Could you give the entries again, exactly as written?

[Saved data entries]
>>

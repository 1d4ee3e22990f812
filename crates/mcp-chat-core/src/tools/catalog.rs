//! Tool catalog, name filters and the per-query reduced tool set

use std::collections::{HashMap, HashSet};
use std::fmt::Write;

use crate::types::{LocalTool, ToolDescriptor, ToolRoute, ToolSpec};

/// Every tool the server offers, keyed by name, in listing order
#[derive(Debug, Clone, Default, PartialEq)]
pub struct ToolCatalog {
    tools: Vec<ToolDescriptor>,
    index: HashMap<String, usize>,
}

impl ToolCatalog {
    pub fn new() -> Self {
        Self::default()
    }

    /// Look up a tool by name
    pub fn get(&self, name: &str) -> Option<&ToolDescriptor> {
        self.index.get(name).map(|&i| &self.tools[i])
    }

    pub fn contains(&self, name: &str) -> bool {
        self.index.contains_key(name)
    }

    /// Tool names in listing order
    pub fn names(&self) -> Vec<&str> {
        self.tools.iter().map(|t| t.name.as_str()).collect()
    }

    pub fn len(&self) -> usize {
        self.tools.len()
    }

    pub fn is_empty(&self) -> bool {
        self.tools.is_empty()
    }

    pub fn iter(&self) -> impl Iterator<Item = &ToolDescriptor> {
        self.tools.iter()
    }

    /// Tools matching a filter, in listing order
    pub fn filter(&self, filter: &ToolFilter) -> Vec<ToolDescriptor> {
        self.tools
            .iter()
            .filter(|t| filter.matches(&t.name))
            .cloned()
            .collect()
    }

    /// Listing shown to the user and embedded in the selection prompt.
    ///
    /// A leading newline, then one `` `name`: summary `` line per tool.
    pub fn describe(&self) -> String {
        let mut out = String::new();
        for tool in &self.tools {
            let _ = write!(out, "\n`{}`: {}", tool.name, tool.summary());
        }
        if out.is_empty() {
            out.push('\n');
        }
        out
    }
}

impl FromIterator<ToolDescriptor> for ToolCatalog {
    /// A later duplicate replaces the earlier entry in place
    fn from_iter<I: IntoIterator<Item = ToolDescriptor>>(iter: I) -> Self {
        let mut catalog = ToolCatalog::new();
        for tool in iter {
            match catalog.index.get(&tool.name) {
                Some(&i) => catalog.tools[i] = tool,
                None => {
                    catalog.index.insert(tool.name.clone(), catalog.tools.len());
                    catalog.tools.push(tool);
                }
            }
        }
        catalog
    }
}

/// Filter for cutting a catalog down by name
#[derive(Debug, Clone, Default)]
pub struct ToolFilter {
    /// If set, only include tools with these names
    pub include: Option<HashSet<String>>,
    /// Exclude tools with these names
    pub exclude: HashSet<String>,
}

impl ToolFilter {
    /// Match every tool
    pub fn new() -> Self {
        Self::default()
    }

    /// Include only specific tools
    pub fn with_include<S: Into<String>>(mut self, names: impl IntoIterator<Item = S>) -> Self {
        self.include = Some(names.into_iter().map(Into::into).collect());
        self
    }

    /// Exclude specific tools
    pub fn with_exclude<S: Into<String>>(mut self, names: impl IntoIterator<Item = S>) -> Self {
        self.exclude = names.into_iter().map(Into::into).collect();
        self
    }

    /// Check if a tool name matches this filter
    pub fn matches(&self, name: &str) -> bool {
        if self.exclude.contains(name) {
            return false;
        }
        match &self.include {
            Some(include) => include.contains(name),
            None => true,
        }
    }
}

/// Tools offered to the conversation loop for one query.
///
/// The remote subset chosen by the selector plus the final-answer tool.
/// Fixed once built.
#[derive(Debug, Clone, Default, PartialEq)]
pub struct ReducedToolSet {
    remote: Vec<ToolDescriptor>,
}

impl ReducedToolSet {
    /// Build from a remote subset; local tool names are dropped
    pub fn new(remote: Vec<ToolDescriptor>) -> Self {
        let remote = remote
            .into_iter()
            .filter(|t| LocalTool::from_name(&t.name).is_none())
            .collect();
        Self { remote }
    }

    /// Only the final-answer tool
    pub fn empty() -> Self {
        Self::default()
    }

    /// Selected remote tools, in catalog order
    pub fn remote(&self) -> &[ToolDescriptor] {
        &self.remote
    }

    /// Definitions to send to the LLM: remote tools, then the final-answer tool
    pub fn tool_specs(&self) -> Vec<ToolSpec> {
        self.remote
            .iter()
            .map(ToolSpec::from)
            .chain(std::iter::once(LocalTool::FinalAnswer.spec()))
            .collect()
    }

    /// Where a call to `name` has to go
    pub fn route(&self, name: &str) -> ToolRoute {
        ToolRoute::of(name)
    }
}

<<

# Solution for this problem
repository 1d4ee3e22990f812
filename crates/mcp-chat-core/src/tools/catalog.rs
//! Tool catalog, name filters and the per-query reduced tool set

use std::collections::{HashMap, HashSet};
use std::fmt::Write;

use crate::types::{LocalTool, ToolDescriptor, ToolRoute, ToolSpec};

/// Every tool the server offers, keyed by name, in listing order
#[derive(Debug, Clone, Default, PartialEq)]
pub struct ToolCatalog {
    tools: Vec<ToolDescriptor>,
    index: HashMap<String, usize>,
}

impl ToolCatalog {
    pub fn new() -> Self {
        Self::default()
    }

    /// Look up a tool by name
    pub fn get(&self, name: &str) -> Option<&ToolDescriptor> {
        self.index.get(name).map(|&i| &self.tools[i])
    }

    pub fn contains(&self, name: &str) -> bool {
        self.index.contains_key(name)
    }

    /// Tool names in listing order
    pub fn names(&self) -> Vec<&str> {
        self.tools.iter().map(|t| t.name.as_str()).collect()
    }

    pub fn len(&self) -> usize {
        self.tools.len()
    }

    pub fn is_empty(&self) -> bool {
        self.tools.is_empty()
    }

    pub fn iter(&self) -> impl Iterator<Item = &ToolDescriptor> {
        self.tools.iter()
    }

    /// Tools matching a filter, in listing order
    pub fn filter(&self, filter: &ToolFilter) -> Vec<ToolDescriptor> {
        self.tools
            .iter()
            .filter(|t| filter.matches(&t.name))
            .cloned()
            .collect()
    }

    /// Listing shown to the user and embedded in the selection prompt.
    ///
    /// A leading newline, then one `` `name`: summary `` line per tool.
    pub fn describe(&self) -> String {
        let mut out = String::new();
        for tool in &self.tools {
            let _ = write!(out, "\n`{}`: {}", tool.name, tool.summary());
        }
        if out.is_empty() {
            out.push('\n');
        }
        out
    }
}

impl FromIterator<ToolDescriptor> for ToolCatalog {
    /// A later duplicate replaces the earlier entry in place
    fn from_iter<I: IntoIterator<Item = ToolDescriptor>>(iter: I) -> Self {
        let mut catalog = ToolCatalog::new();
        for tool in iter {
            match catalog.index.get(&tool.name) {
                Some(&i) => catalog.tools[i] = tool,
                None => {
                    catalog.index.insert(tool.name.clone(), catalog.tools.len());
                    catalog.tools.push(tool);
                }
            }
        }
        catalog
    }
}

/// Filter for cutting a catalog down by name
#[derive(Debug, Clone, Default)]
pub struct ToolFilter {
    /// If set, only include tools with these names
    pub include: Option<HashSet<String>>,
    /// Exclude tools with these names
    pub exclude: HashSet<String>,
}

impl ToolFilter {
    /// Match every tool
    pub fn new() -> Self {
        Self::default()
    }

    /// Include only specific tools
    pub fn with_include<S: Into<String>>(mut self, names: impl IntoIterator<Item = S>) -> Self {
        self.include = Some(names.into_iter().map(Into::into).collect());
        self
    }

    /// Exclude specific tools
    pub fn with_exclude<S: Into<String>>(mut self, names: impl IntoIterator<Item = S>) -> Self {
        self.exclude = names.into_iter().map(Into::into).collect();
        self
    }

    /// Check if a tool name matches this filter
    pub fn matches(&self, name: &str) -> bool {
        if self.exclude.contains(name) {
            return false;
        }
        match &self.include {
            Some(include) => include.contains(name),
            None => true,
        }
    }
}

/// Tools offered to the conversation loop for one query.
///
/// The remote subset chosen by the selector plus the final-answer tool.
/// Fixed once built.
#[derive(Debug, Clone, Default, PartialEq)]
pub struct ReducedToolSet {
    remote: Vec<ToolDescriptor>,
}

impl ReducedToolSet {
    /// Build from a remote subset; local tool names are dropped
    pub fn new(remote: Vec<ToolDescriptor>) -> Self {
        let remote = remote
            .into_iter()
            .filter(|t| LocalTool::from_name(&t.name).is_none())
            .collect();
        Self { remote }
    }

    /// Only the final-answer tool
    pub fn empty() -> Self {
        Self::default()
    }

    /// Selected remote tools, in catalog order
    pub fn remote(&self) -> &[ToolDescriptor] {
        &self.remote
    }

    /// Definitions to send to the LLM: remote tools, then the final-answer tool
    pub fn tool_specs(&self) -> Vec<ToolSpec> {
        self.remote
            .iter()
            .map(ToolSpec::from)
            .chain(std::iter::once(LocalTool::FinalAnswer.spec()))
            .collect()
    }

    /// Where a call to `name` has to go
    pub fn route(&self, name: &str) -> ToolRoute {
        ToolRoute::of(name)
    }
}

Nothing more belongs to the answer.